### EXERCISE:
Search the records for the word "whose" and report each line that has it.

### Stored data:

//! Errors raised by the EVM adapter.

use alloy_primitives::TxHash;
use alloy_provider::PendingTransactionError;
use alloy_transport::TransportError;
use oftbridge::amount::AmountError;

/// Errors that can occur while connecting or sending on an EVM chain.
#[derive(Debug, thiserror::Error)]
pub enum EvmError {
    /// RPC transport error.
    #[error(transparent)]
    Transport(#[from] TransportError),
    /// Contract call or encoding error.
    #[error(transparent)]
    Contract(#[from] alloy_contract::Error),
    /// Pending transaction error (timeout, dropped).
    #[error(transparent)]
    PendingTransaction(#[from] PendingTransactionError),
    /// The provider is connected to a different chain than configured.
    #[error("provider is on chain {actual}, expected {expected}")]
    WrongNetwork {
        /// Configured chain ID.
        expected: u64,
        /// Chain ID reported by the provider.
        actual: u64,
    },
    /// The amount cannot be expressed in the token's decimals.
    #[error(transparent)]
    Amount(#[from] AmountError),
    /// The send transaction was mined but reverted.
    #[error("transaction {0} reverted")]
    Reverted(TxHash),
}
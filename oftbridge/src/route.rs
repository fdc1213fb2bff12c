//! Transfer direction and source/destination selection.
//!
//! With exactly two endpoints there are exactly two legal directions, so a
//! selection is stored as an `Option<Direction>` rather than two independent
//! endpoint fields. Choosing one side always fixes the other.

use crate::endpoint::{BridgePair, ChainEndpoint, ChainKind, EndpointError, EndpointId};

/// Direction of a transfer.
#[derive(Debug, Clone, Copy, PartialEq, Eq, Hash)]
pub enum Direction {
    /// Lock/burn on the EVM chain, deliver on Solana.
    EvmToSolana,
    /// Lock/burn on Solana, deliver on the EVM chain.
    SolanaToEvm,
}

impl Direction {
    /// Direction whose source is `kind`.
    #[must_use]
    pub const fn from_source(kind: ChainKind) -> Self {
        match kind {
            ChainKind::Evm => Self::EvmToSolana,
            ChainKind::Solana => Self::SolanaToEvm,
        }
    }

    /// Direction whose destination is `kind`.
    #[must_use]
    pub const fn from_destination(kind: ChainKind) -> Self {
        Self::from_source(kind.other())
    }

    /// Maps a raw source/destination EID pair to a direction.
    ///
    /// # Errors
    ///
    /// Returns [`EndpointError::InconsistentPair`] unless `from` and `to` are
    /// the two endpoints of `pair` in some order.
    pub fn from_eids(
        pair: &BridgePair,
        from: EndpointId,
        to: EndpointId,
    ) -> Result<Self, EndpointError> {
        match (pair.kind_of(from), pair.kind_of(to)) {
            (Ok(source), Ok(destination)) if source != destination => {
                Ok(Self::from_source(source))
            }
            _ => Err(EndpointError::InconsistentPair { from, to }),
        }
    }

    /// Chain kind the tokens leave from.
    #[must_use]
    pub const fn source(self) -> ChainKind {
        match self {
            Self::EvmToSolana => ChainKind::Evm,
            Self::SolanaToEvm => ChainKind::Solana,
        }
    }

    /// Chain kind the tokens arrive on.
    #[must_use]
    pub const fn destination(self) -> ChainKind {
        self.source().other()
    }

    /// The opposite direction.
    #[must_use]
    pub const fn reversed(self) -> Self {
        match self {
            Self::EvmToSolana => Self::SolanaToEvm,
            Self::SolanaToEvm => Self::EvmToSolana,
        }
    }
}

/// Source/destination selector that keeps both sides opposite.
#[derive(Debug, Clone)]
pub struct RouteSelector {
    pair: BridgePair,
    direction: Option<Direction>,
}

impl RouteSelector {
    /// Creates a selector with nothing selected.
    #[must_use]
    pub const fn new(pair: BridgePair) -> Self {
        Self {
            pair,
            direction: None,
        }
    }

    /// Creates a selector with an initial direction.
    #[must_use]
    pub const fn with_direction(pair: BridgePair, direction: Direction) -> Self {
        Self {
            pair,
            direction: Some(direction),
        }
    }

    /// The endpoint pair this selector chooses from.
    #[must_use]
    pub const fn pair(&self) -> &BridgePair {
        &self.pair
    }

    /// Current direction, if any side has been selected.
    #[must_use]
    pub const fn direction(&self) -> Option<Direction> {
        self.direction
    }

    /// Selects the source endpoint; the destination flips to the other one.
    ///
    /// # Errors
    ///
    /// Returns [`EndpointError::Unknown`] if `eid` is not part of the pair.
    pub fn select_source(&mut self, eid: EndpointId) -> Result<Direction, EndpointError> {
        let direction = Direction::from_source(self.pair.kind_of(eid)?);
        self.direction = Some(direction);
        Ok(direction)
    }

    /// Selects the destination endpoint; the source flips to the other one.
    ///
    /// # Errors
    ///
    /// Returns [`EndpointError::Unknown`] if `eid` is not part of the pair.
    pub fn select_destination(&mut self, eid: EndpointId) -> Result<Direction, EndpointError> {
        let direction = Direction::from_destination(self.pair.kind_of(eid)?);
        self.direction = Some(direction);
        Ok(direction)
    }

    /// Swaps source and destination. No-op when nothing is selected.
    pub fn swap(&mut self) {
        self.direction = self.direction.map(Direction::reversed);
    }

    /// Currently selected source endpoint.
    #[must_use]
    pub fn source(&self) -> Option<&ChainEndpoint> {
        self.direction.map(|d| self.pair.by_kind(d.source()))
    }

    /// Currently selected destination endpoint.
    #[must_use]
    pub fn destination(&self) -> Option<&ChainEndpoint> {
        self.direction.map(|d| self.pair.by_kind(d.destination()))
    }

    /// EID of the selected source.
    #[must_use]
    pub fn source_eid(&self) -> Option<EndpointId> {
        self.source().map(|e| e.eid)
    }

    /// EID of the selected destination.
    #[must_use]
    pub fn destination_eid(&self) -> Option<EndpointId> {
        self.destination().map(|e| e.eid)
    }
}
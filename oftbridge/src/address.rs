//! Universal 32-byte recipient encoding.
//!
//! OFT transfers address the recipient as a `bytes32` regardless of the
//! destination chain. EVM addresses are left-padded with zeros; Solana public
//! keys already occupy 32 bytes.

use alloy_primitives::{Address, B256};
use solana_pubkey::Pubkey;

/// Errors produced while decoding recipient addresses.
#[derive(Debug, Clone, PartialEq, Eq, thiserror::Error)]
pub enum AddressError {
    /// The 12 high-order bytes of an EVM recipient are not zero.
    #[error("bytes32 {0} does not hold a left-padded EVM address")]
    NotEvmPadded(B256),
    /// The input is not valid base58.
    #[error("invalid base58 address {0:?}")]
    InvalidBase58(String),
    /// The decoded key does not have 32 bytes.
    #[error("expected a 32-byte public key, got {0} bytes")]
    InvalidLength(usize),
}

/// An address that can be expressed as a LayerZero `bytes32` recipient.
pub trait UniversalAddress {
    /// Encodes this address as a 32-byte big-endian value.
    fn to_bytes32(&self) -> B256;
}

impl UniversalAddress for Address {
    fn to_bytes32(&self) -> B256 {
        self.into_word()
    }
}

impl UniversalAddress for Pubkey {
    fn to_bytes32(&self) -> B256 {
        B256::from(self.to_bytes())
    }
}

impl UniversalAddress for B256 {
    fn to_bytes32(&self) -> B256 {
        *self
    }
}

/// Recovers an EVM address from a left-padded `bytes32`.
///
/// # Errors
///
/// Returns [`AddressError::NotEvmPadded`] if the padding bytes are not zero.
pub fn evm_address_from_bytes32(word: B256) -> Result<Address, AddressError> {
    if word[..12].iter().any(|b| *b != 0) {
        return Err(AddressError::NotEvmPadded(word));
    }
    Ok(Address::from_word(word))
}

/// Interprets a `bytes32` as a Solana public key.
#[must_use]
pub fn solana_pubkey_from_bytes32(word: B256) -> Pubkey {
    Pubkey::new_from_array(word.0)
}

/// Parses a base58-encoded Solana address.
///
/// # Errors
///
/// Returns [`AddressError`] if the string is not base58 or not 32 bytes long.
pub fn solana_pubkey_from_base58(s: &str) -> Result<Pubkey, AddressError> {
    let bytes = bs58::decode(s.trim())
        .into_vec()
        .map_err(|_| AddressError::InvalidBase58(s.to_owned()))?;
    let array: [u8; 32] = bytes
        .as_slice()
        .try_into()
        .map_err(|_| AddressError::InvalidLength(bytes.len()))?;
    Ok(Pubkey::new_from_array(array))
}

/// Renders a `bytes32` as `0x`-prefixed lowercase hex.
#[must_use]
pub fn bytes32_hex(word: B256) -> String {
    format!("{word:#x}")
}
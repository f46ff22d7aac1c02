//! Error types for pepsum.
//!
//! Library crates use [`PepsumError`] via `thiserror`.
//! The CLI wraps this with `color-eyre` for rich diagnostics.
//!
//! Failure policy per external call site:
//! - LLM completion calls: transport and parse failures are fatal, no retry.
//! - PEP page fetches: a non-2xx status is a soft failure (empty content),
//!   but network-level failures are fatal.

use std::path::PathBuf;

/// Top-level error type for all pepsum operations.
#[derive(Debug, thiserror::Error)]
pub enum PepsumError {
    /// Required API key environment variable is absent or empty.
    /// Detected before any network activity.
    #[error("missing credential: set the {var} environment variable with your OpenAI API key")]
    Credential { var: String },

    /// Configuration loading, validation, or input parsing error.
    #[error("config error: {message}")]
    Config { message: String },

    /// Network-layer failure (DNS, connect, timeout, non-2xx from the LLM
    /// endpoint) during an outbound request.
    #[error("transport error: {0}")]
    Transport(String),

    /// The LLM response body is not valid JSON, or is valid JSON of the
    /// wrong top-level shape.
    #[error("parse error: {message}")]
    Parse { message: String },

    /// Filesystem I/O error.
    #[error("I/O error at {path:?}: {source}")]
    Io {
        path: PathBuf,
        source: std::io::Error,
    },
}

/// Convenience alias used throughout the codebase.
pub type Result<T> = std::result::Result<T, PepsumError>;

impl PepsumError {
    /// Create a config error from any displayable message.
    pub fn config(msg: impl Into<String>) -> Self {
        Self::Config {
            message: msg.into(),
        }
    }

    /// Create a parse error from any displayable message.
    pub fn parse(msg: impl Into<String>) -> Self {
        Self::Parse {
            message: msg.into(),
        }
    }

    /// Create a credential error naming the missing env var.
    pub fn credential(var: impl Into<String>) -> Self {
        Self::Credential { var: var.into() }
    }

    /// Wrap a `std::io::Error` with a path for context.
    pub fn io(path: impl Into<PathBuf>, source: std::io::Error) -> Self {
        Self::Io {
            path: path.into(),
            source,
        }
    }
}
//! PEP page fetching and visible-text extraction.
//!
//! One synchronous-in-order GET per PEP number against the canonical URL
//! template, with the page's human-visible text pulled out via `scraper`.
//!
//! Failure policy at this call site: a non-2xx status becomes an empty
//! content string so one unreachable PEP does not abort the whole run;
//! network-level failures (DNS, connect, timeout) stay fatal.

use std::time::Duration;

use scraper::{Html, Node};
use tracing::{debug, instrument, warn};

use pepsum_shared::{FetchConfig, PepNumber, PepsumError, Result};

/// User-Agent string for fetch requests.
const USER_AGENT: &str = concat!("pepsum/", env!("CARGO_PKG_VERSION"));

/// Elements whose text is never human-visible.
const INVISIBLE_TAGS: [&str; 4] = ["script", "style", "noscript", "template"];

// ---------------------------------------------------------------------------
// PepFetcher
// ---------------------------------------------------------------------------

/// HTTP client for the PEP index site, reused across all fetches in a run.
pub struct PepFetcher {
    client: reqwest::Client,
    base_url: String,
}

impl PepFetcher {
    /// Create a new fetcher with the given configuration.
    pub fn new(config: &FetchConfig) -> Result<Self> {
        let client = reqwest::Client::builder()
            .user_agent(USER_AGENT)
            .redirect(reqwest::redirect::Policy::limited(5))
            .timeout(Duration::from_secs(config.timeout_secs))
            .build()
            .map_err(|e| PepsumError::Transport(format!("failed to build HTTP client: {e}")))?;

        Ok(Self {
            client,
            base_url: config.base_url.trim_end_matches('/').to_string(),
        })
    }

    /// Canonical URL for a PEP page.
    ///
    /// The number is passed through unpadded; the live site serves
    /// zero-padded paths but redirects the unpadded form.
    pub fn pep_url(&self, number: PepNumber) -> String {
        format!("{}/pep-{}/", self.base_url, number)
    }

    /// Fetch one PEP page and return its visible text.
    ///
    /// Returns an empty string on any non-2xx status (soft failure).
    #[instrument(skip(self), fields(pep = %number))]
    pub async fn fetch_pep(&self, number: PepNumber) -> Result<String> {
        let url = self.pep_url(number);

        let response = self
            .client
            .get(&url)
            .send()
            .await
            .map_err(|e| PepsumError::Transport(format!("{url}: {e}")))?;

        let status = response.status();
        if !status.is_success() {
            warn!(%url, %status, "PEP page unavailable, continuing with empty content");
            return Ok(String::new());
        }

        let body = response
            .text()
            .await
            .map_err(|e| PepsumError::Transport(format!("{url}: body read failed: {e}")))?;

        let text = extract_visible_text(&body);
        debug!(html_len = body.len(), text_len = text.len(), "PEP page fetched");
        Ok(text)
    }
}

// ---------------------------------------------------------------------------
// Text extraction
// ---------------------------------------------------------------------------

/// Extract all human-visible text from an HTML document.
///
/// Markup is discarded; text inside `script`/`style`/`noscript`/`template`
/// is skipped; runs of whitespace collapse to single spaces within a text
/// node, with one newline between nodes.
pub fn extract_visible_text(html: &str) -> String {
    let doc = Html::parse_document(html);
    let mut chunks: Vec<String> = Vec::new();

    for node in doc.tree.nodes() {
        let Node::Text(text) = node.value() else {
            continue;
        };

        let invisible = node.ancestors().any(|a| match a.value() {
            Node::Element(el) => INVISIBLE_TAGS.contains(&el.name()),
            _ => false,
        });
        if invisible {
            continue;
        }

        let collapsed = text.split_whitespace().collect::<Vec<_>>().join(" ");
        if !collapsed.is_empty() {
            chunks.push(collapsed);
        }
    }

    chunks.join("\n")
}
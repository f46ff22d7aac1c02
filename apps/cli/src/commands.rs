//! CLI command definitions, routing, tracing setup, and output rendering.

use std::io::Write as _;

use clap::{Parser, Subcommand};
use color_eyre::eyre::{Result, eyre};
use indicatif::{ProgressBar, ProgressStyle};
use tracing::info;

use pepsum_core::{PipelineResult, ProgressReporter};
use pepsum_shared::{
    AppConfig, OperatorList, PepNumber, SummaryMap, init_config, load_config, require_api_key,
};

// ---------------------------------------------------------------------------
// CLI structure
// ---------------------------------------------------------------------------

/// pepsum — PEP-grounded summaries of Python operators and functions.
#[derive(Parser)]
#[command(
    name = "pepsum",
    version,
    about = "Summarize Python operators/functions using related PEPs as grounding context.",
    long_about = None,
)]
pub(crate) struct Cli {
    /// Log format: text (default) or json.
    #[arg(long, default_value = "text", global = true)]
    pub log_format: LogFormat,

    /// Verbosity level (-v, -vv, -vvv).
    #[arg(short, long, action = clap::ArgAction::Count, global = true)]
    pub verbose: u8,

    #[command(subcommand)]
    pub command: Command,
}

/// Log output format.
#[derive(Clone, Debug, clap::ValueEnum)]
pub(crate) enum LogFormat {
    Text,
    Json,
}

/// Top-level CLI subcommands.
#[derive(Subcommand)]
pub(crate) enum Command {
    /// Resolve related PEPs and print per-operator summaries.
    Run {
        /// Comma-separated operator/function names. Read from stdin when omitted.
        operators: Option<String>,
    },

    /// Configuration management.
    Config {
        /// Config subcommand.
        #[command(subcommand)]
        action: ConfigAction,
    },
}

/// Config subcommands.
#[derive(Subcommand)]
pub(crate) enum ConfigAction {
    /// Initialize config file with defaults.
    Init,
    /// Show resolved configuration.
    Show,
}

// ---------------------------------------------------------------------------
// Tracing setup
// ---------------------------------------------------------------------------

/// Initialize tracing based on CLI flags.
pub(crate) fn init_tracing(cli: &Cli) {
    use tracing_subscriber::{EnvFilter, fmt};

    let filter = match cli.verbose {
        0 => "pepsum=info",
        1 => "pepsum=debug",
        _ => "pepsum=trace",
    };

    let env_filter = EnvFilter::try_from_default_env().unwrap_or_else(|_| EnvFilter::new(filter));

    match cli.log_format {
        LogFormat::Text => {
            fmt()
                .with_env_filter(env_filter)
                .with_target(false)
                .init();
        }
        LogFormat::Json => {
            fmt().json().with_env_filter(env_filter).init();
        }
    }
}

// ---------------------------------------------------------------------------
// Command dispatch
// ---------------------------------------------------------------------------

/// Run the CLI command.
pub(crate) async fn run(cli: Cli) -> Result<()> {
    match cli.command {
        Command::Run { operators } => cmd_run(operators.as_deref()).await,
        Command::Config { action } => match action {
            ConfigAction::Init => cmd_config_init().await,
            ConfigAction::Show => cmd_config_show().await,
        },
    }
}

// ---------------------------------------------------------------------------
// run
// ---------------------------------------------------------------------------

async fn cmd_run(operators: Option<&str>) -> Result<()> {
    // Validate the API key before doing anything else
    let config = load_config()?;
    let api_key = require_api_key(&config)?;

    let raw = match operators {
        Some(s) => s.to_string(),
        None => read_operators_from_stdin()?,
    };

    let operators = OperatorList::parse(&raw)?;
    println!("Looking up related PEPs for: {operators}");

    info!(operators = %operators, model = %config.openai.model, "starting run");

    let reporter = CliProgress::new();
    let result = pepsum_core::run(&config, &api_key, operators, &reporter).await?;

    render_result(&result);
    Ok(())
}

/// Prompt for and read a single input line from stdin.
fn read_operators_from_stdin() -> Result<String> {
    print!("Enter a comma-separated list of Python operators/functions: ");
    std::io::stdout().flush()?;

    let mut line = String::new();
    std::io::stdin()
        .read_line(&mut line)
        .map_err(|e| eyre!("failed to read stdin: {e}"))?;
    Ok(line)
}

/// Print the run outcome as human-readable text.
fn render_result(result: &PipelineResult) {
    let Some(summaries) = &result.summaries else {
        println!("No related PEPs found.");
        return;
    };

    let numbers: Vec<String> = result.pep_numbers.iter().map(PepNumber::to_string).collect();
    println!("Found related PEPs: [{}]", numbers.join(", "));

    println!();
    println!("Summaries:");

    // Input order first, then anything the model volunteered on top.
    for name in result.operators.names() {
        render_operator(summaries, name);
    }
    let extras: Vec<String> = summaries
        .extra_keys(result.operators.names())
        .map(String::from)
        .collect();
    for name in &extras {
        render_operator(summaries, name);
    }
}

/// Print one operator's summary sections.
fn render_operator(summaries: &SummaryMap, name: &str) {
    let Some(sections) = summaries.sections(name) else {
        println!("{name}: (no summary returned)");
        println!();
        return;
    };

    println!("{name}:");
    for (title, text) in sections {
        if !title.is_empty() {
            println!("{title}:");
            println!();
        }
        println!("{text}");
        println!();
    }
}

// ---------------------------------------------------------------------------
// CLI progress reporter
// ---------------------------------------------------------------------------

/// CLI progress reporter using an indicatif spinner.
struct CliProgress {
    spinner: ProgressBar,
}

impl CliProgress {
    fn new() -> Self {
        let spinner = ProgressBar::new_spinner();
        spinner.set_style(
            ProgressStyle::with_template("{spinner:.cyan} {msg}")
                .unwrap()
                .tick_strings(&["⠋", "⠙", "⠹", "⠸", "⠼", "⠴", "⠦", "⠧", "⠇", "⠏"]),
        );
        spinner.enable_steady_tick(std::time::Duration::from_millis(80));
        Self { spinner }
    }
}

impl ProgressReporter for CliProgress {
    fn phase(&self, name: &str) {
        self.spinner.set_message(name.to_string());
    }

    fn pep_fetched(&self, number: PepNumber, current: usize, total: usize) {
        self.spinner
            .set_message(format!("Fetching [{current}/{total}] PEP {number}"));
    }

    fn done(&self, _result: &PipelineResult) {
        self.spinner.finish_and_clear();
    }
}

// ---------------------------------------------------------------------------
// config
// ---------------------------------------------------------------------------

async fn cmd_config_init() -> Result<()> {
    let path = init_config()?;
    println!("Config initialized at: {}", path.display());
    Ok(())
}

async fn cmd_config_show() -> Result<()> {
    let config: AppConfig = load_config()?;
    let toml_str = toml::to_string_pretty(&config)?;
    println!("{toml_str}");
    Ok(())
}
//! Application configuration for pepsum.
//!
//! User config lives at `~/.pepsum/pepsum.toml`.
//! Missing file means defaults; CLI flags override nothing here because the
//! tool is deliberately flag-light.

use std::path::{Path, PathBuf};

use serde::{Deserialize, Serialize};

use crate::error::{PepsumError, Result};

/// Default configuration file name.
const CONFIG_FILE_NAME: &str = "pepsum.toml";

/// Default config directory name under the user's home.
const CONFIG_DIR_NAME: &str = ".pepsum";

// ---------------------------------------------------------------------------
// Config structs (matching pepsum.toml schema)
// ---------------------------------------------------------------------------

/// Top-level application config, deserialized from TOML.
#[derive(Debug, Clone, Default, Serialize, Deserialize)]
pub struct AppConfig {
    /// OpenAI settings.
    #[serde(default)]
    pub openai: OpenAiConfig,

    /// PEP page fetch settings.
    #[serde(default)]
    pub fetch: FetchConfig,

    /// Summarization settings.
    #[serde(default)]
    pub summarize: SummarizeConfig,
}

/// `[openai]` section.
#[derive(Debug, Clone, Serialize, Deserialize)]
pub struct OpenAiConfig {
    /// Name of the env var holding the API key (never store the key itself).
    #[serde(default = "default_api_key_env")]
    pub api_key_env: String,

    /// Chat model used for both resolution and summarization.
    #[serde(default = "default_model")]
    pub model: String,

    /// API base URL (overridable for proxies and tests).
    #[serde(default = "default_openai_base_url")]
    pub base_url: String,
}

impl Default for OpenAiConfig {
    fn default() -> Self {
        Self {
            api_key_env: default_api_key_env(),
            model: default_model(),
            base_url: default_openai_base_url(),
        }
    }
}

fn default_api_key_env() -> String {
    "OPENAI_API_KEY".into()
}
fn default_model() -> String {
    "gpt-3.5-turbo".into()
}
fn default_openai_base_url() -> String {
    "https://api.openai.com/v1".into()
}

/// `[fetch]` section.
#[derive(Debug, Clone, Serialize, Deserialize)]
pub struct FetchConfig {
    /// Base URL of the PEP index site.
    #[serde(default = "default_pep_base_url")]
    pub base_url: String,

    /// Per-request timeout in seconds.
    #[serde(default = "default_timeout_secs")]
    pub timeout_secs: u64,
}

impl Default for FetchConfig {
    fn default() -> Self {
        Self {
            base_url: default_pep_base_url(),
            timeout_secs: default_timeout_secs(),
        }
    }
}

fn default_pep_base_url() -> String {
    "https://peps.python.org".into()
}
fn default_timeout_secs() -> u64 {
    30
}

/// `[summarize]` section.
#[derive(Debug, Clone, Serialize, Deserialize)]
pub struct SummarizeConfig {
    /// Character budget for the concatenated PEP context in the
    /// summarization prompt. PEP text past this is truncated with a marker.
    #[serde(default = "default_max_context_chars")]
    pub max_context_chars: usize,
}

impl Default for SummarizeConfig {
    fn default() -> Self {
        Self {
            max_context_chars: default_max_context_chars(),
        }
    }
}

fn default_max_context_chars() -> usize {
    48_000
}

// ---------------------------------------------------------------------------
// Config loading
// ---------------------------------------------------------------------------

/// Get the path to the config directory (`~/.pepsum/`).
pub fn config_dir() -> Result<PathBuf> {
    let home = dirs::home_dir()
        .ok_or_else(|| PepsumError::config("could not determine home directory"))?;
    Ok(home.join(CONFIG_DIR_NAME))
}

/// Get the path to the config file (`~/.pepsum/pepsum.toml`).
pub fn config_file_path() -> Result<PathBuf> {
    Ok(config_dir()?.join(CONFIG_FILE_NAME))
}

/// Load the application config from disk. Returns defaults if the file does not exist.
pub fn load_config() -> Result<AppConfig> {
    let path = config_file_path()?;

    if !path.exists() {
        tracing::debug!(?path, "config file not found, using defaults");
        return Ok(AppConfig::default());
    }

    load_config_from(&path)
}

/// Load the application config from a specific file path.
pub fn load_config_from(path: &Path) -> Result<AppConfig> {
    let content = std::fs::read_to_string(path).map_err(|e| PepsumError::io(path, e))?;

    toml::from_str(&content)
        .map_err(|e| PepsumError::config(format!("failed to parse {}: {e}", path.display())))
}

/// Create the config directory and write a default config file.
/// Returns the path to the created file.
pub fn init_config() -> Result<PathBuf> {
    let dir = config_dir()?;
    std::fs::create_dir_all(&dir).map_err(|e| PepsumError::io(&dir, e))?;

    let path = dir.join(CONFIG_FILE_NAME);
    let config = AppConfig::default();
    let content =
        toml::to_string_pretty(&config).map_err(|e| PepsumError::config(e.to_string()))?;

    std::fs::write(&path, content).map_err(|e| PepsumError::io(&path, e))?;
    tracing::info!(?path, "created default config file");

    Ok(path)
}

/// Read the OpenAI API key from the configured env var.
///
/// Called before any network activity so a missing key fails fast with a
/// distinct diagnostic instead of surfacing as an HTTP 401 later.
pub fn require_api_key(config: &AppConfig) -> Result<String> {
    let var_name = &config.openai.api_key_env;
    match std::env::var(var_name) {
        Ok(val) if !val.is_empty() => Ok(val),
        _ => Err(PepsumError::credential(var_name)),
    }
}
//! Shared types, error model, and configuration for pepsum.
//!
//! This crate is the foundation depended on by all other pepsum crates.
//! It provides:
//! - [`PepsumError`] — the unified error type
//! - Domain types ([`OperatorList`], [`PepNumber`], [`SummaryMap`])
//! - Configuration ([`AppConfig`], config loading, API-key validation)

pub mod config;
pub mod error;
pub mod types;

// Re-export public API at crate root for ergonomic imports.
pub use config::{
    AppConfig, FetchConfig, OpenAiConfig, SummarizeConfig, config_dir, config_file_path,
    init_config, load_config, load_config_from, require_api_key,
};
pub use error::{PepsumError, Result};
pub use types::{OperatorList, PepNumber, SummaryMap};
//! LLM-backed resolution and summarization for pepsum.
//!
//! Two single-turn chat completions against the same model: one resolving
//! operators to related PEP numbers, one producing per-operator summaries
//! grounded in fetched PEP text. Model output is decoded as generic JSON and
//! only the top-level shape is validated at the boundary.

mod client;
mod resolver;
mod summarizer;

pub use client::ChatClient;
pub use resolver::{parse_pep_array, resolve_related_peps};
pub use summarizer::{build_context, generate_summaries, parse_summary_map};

### SOLUTION TO THE EXERCISE:
    /// Direction whose source is `kind`.
    /// Direction whose destination is `kind`.
/// Elements whose text is never human-visible.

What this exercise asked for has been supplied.